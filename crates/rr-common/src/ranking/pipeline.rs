use tracing::debug;

use super::rule::rule_score;
use crate::embedding::{embedder_from_env, similarity_percent, EmbeddingSource, TextEmbedder};
use crate::error::RankingError;
use crate::store::ApplicationStore;
use crate::{Application, CandidateScore, JobFilter, RankedCandidate};

/// Fixed blend weights; `final_score` is always derivable from the two
/// component scores through these alone.
pub const RULE_WEIGHT: f64 = 0.5;
pub const SEMANTIC_WEIGHT: f64 = 0.5;

/// One scored application, before flattening into the report shape.
#[derive(Debug, Clone)]
pub struct ScoredApplication {
    pub application: Application,
    pub score: CandidateScore,
}

/// Orchestrates one ranking run: fetch, score both ways, blend, sort, cap.
pub struct RankingEngine {
    embedder: Box<dyn TextEmbedder>,
}

impl RankingEngine {
    pub fn new(embedder: Box<dyn TextEmbedder>) -> Self {
        Self { embedder }
    }

    /// Embedder selected via `RR_EMBEDDER` / `RR_EMBED_DIMENSION`.
    pub fn from_env() -> Self {
        Self::new(embedder_from_env())
    }

    /// Ranked shortlist for a job, flattened to the report contract
    /// (rank 1..N = list order). Zero applications yield an empty list.
    pub fn rank_resumes(
        &self,
        store: &dyn ApplicationStore,
        job_id: i64,
        filter: &JobFilter,
    ) -> Result<Vec<RankedCandidate>, RankingError> {
        let scored = self.rank_applications(store, job_id, filter)?;
        Ok(scored
            .into_iter()
            .map(|s| RankedCandidate {
                candidate_id: s.application.candidate_id,
                candidate_name: s.application.candidate_name,
                email: s.application.email,
                phone: s.application.phone,
                resume_file_name: s.application.resume_file_name,
                applied_at: s.application.applied_at,
                final_score: s.score.final_score,
                explanation: s.score.explanation.join("\n"),
            })
            .collect())
    }

    /// Same run with the component scores still attached.
    pub fn rank_applications(
        &self,
        store: &dyn ApplicationStore,
        job_id: i64,
        filter: &JobFilter,
    ) -> Result<Vec<ScoredApplication>, RankingError> {
        let applications = store.fetch_applications_for_job(job_id)?;
        if applications.is_empty() {
            return Ok(Vec::new());
        }

        // Job embedding computed once and reused across all candidates.
        let job_text = job_text(filter);
        let job_embedding = self.embedder.embed(&job_text, EmbeddingSource::Job);

        let mut scored = Vec::with_capacity(applications.len());
        for application in applications {
            let resume = &application.structured_resume;

            // Participation gate, not a scoring branch: no text, no rank.
            if !resume.has_text() {
                debug!(
                    candidate_id = application.candidate_id,
                    "résumé text empty; excluded from ranking"
                );
                continue;
            }

            let rule = rule_score(resume, filter);

            let resume_embedding = self
                .embedder
                .embed(&resume.raw_text, EmbeddingSource::Resume);
            let cosine = self.embedder.similarity(&job_embedding, &resume_embedding);
            let semantic = similarity_percent(cosine);

            let final_score =
                (RULE_WEIGHT * rule.score + SEMANTIC_WEIGHT * semantic).round() as i64;

            let mut explanation = rule.explanation;
            explanation.push(format!(
                "semantic similarity to job description: {semantic:.2}%"
            ));

            scored.push(ScoredApplication {
                application,
                score: CandidateScore {
                    rule_score: rule.score,
                    semantic_score: semantic,
                    final_score,
                    explanation,
                },
            });
        }

        // Stable sort: candidates with equal scores keep application order.
        scored.sort_by(|a, b| b.score.final_score.cmp(&a.score.final_score));
        scored.truncate(filter.shortlist_size.max(1));

        Ok(scored)
    }
}

/// Prefer the recruiter's description; otherwise synthesize job text from the
/// filter lists so the semantic scorer always has non-empty input.
fn job_text(filter: &JobFilter) -> String {
    if !filter.job_description.trim().is_empty() {
        return filter.job_description.clone();
    }

    filter
        .required_skills
        .iter()
        .chain(filter.certifications.iter())
        .chain(filter.project_domains.iter())
        .cloned()
        .collect::<Vec<_>>()
        .join(" ")
}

· · ·

▶ _ACTIVITY_
Your task is to print all of the records exactly.

▶ _ANSWER TO THIS EXERCISE_
filename crates/rr-common/src/ranking/pipeline.rs
use tracing::debug;

use super::rule::rule_score;
use crate::embedding::{embedder_from_env, similarity_percent, EmbeddingSource, TextEmbedder};
use crate::error::RankingError;
use crate::store::ApplicationStore;
use crate::{Application, CandidateScore, JobFilter, RankedCandidate};

/// Fixed blend weights; `final_score` is always derivable from the two
/// component scores through these alone.
pub const RULE_WEIGHT: f64 = 0.5;
pub const SEMANTIC_WEIGHT: f64 = 0.5;

/// One scored application, before flattening into the report shape.
#[derive(Debug, Clone)]
pub struct ScoredApplication {
    pub application: Application,
    pub score: CandidateScore,
}

/// Orchestrates one ranking run: fetch, score both ways, blend, sort, cap.
pub struct RankingEngine {
    embedder: Box<dyn TextEmbedder>,
}

impl RankingEngine {
    pub fn new(embedder: Box<dyn TextEmbedder>) -> Self {
        Self { embedder }
    }

    /// Embedder selected via `RR_EMBEDDER` / `RR_EMBED_DIMENSION`.
    pub fn from_env() -> Self {
        Self::new(embedder_from_env())
    }

    /// Ranked shortlist for a job, flattened to the report contract
    /// (rank 1..N = list order). Zero applications yield an empty list.
    pub fn rank_resumes(
        &self,
        store: &dyn ApplicationStore,
        job_id: i64,
        filter: &JobFilter,
    ) -> Result<Vec<RankedCandidate>, RankingError> {
        let scored = self.rank_applications(store, job_id, filter)?;
        Ok(scored
            .into_iter()
            .map(|s| RankedCandidate {
                candidate_id: s.application.candidate_id,
                candidate_name: s.application.candidate_name,
                email: s.application.email,
                phone: s.application.phone,
                resume_file_name: s.application.resume_file_name,
                applied_at: s.application.applied_at,
                final_score: s.score.final_score,
                explanation: s.score.explanation.join("\n"),
            })
            .collect())
    }

    /// Same run with the component scores still attached.
    pub fn rank_applications(
        &self,
        store: &dyn ApplicationStore,
        job_id: i64,
        filter: &JobFilter,
    ) -> Result<Vec<ScoredApplication>, RankingError> {
        let applications = store.fetch_applications_for_job(job_id)?;
        if applications.is_empty() {
            return Ok(Vec::new());
        }

        // Job embedding computed once and reused across all candidates.
        let job_text = job_text(filter);
        let job_embedding = self.embedder.embed(&job_text, EmbeddingSource::Job);

        let mut scored = Vec::with_capacity(applications.len());
        for application in applications {
            let resume = &application.structured_resume;

            // Participation gate, not a scoring branch: no text, no rank.
            if !resume.has_text() {
                debug!(
                    candidate_id = application.candidate_id,
                    "résumé text empty; excluded from ranking"
                );
                continue;
            }

            let rule = rule_score(resume, filter);

            let resume_embedding = self
                .embedder
                .embed(&resume.raw_text, EmbeddingSource::Resume);
            let cosine = self.embedder.similarity(&job_embedding, &resume_embedding);
            let semantic = similarity_percent(cosine);

            let final_score =
                (RULE_WEIGHT * rule.score + SEMANTIC_WEIGHT * semantic).round() as i64;

            let mut explanation = rule.explanation;
            explanation.push(format!(
                "semantic similarity to job description: {semantic:.2}%"
            ));

            scored.push(ScoredApplication {
                application,
                score: CandidateScore {
                    rule_score: rule.score,
                    semantic_score: semantic,
                    final_score,
                    explanation,
                },
            });
        }

        // Stable sort: candidates with equal scores keep application order.
        scored.sort_by(|a, b| b.score.final_score.cmp(&a.score.final_score));
        scored.truncate(filter.shortlist_size.max(1));

        Ok(scored)
    }
}

/// Prefer the recruiter's description; otherwise synthesize job text from the
/// filter lists so the semantic scorer always has non-empty input.
fn job_text(filter: &JobFilter) -> String {
    if !filter.job_description.trim().is_empty() {
        return filter.job_description.clone();
    }

    filter
        .required_skills
        .iter()
        .chain(filter.certifications.iter())
        .chain(filter.project_domains.iter())
        .cloned()
        .collect::<Vec<_>>()
        .join(" ")
}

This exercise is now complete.